The news of the hack of one of the major strategic Italian companies circulated in the first half of December 2020 shocked a huge part of the national security community: Leonardo SpA (formerly Finmeccanica) runs critical services and projects directly related to the Italian defense industry and military corps. 

On 5th December 2020, the Italian police (CNAIPIC) published a press statement revealing the Aerostructures and Aircraft division has been hacked for a long time. The malicious APT presence was dated back to 2015 and lasted for about two years inside the Leonardo division. 

Only few details have been disclosed by the Italian police, but enough to enable the security community to expand this case and unveil technical details about the tools used by the silent intruders. For instance, recently Reaqta hunted for malware samples related to the intrusion and identified a couple of samples closely matching the CNAIPIC press statement.

We have been looking at this case since December 2020 and tracked this new actor as TH-261. But in the initial weeks of 2021 we noticed something unattended: a set of similarities on recent ongoing attacks made us really suspicious about the nature and evolution of this threat.    

Technical Analysis

The starting point of our research was Italian police press statement. Here the only technical detail provided by the policy was a singular network indicator: “www.fujinama.altervista[.org”.

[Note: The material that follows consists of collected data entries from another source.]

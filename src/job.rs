//! Canonical internal job descriptor, decoded from a pool job object.

use crate::error::{MinerError, Result};
use crate::target::Target;

/// Fixed byte offset of the 4-byte little-endian nonce within the hashing
/// blob for this protocol family (major/minor version varints + timestamp
/// varint + 32-byte previous-block id always sum to 39 bytes).
pub const NONCE_OFFSET: usize = 39;
const NONCE_LEN: usize = 4;
const MIN_BLOB_LEN: usize = 76;

#[derive(Debug, Clone)]
pub struct Job {
    pub job_id: String,
    pub height: u64,
    pub seed_hash: [u8; 32],
    pub blob: Vec<u8>,
    pub target: Target,
}

impl PartialEq for Job {
    fn eq(&self, other: &Self) -> bool {
        self.job_id == other.job_id
    }
}
impl Eq for Job {}

impl Job {
    pub fn new(
        job_id: String,
        height: u64,
        seed_hash_hex: &str,
        blob_hex: &str,
        target_hex: &str,
    ) -> Result<Self> {
        let blob = hex::decode(blob_hex)
            .map_err(|e| MinerError::ProtocolMalformed(format!("bad job blob hex: {e}")))?;
        if blob.len() < MIN_BLOB_LEN {
            return Err(MinerError::ProtocolMalformed(format!(
                "job blob too short: {} bytes, need at least {MIN_BLOB_LEN}",
                blob.len()
            )));
        }
        if NONCE_OFFSET + NONCE_LEN > blob.len() {
            return Err(MinerError::ProtocolMalformed(
                "nonce offset out of range for blob".into(),
            ));
        }
        let seed_bytes = hex::decode(seed_hash_hex)
            .map_err(|e| MinerError::ProtocolMalformed(format!("bad seed hash hex: {e}")))?;
        if seed_bytes.len() != 32 {
            return Err(MinerError::ProtocolMalformed(format!(
                "seed hash must be 32 bytes, got {}",
                seed_bytes.len()
            )));
        }
        let mut seed_hash = [0u8; 32];
        seed_hash.copy_from_slice(&seed_bytes);

        let target = Target::from_hex(target_hex)?;

        Ok(Self {
            job_id,
            height,
            seed_hash,
            blob,
            target,
        })
    }

    /// Copy the blob with `nonce` written little-endian at [`NONCE_OFFSET`].
    pub fn blob_with_nonce(&self, nonce: u32) -> Vec<u8> {
        let mut blob = self.blob.clone();
        write_nonce(&mut blob, NONCE_OFFSET, nonce);
        blob
    }
}

pub fn write_nonce(blob: &mut [u8], offset: usize, nonce: u32) {
    blob[offset..offset + 4].copy_from_slice(&nonce.to_le_bytes());
}

#[cfg(test)]
mod tests {
    use super::*;

    fn sample_blob_hex() -> String {
        hex::encode([0u8; MIN_BLOB_LEN])
    }

    #[test]
    fn decodes_minimal_valid_job() {
        let job = Job::new(
            "42".to_string(),
            100,
            &hex::encode([0xABu8; 32]),
            &sample_blob_hex(),
            "f3220000",
        )
        .unwrap();
        assert_eq!(job.job_id, "42");
        assert_eq!(job.blob.len(), MIN_BLOB_LEN);
    }

    #[test]
    fn rejects_short_blob() {
        let short = hex::encode([0u8; 40]);
        let err = Job::new(
            "1".to_string(),
            1,
            &hex::encode([0u8; 32]),
            &short,
            "f3220000",
        );
        assert!(err.is_err());
    }

    #[test]
    fn nonce_injection_matches_scenario() {
        let job = Job::new(
            "1".to_string(),
            1,
            &hex::encode([0u8; 32]),
            &sample_blob_hex(),
            "f3220000",
        )
        .unwrap();
        let blob = job.blob_with_nonce(0xdead_beef);
        assert_eq!(&blob[39..43], &[0xef, 0xbe, 0xad, 0xde]);
    }

    #[test]
    fn equality_is_by_job_id_only() {
        let a = Job::new(
            "7".to_string(),
            1,
            &hex::encode([0u8; 32]),
            &sample_blob_hex(),
            "f3220000",
        )
        .unwrap();
        let mut b = a.clone();
        b.height = 999;
        assert_eq!(a, b);
    }
}
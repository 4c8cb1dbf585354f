//! Integration test against an in-process mock pool: exercises the wire
//! framing a real pool session goes through (login, job push, share
//! submit/response) over an actual TCP socket, and checks the seed
//! comparison the supervisor uses to decide whether a pushed job starts a
//! new RandomX epoch.

use std::io::{BufRead, BufReader, Write};
use std::net::TcpListener;
use std::sync::atomic::{AtomicBool, Ordering};
use std::sync::Arc;
use std::thread;
use std::time::Duration;

use salvium_miner::pool::{LoginParams, PoolSession};

fn sample_blob_hex() -> String {
    hex::encode([0u8; 76])
}

fn read_request(reader: &mut BufReader<std::net::TcpStream>) -> serde_json::Value {
    let mut line = String::new();
    reader.read_line(&mut line).unwrap();
    serde_json::from_str(line.trim_end()).unwrap()
}

#[test]
fn pool_session_logs_in_pushes_job_and_submits_a_share() {
    let listener = TcpListener::bind("127.0.0.1:0").unwrap();
    let addr = listener.local_addr().unwrap();

    let server = thread::spawn(move || {
        let (stream, _) = listener.accept().unwrap();
        let mut reader = BufReader::new(stream.try_clone().unwrap());
        let mut writer = stream;

        let login_req = read_request(&mut reader);
        let id = login_req["id"].as_u64().unwrap();

        let blob = sample_blob_hex();
        let seed_a = hex::encode([0xaau8; 32]);
        let login_response = serde_json::json!({
            "id": id,
            "result": {
                "id": "session-123",
                "job": {
                    "job_id": "1",
                    "height": 100,
                    "blob": blob,
                    "seed_hash": seed_a,
                    "target": "f3220000",
                }
            }
        });
        writer
            .write_all(format!("{login_response}\n").as_bytes())
            .unwrap();

        // Push a second job on a new seed epoch: this is the wire-level
        // event that drives the supervisor's rebuild decision.
        let seed_b = hex::encode([0xbbu8; 32]);
        let job_push = serde_json::json!({
            "method": "job",
            "params": {
                "job_id": "2",
                "height": 101,
                "blob": blob,
                "seed_hash": seed_b,
                "target": "f3220000",
            }
        });
        writer.write_all(format!("{job_push}\n").as_bytes()).unwrap();

        let submit_req = read_request(&mut reader);
        let submit_id = submit_req["id"].as_u64().unwrap();
        assert_eq!(submit_req["params"][1], "1");
        let submit_response = serde_json::json!({"id": submit_id, "result": {"status": "OK"}});
        writer
            .write_all(format!("{submit_response}\n").as_bytes())
            .unwrap();

        thread::sleep(Duration::from_millis(200));
    });

    let login = LoginParams {
        login: "wallet-address".to_string(),
        pass: "x".to_string(),
        agent: "test-miner/1".to_string(),
        worker: "w1".to_string(),
    };
    let stop = Arc::new(AtomicBool::new(false));
    let (session, first_job, job_rx) =
        PoolSession::connect(&addr.to_string(), &login, Arc::clone(&stop)).unwrap();

    assert_eq!(first_job.job_id, "1");
    assert_eq!(*session.session_id.read().unwrap(), "session-123");
    let first_seed = first_job.seed_hash;

    let pushed_job = job_rx.recv_timeout(Duration::from_secs(2)).unwrap();
    assert_eq!(pushed_job.job_id, "2");

    // Mirrors the comparison supervisor::run performs before rebuilding the
    // RandomX context and reissuing every worker's VM.
    assert_ne!(pushed_job.seed_hash, first_seed);

    let response = session
        .submit_share(&first_job.job_id, "deadbeef", &"00".repeat(32), "rx/0")
        .unwrap();
    assert_eq!(response["result"]["status"], "OK");

    stop.store(true, Ordering::Relaxed);
    server.join().unwrap();
}
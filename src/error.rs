//! Error types shared across the pool session, RandomX context, and share submitter.

use thiserror::Error;

#[derive(Debug, Error)]
pub enum MinerError {
    #[error("invalid configuration: {0}")]
    ConfigInvalid(String),

    #[error("transport error: {0}")]
    TransportTransient(String),

    #[error("could not reach pool: {0}")]
    TransportFatal(String),

    #[error("malformed message from pool: {0}")]
    ProtocolMalformed(String),

    #[error("share rejected as stale")]
    StaleShare,

    #[error("job not found at pool")]
    JobNotFound,

    #[error("share rejected: {0}")]
    ShareRejectedOther(String),

    #[error("randomx vm error: {0}")]
    VmError(String),

    #[error("failed to build randomx dataset: {0}")]
    SeedBuildFailed(String),

    #[error("io error: {0}")]
    Io(#[from] std::io::Error),

    #[error("json error: {0}")]
    Json(#[from] serde_json::Error),
}

pub type Result<T> = std::result::Result<T, MinerError>;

Third party analysis published on 8th of January 2021 pointed out a couple of samples related to the case, but no hash was provided. So we methodologically started to hunt for the samples they were describing in the article, especially for the named “cftmon.exe”, that one specifically dated back on 2015, the initial date of the intrusion reconstructed by the local law enforcement agency.

The “Fujinama” Samples Hunt

Through our threat intelligence investigations, we were able find a sample candidate using the Yara Rule and available technical indicators. We ended up to this candidate: “3c4444c8339f2b4c04931a379daf9d041854b168e45f949515f90b124821d626”.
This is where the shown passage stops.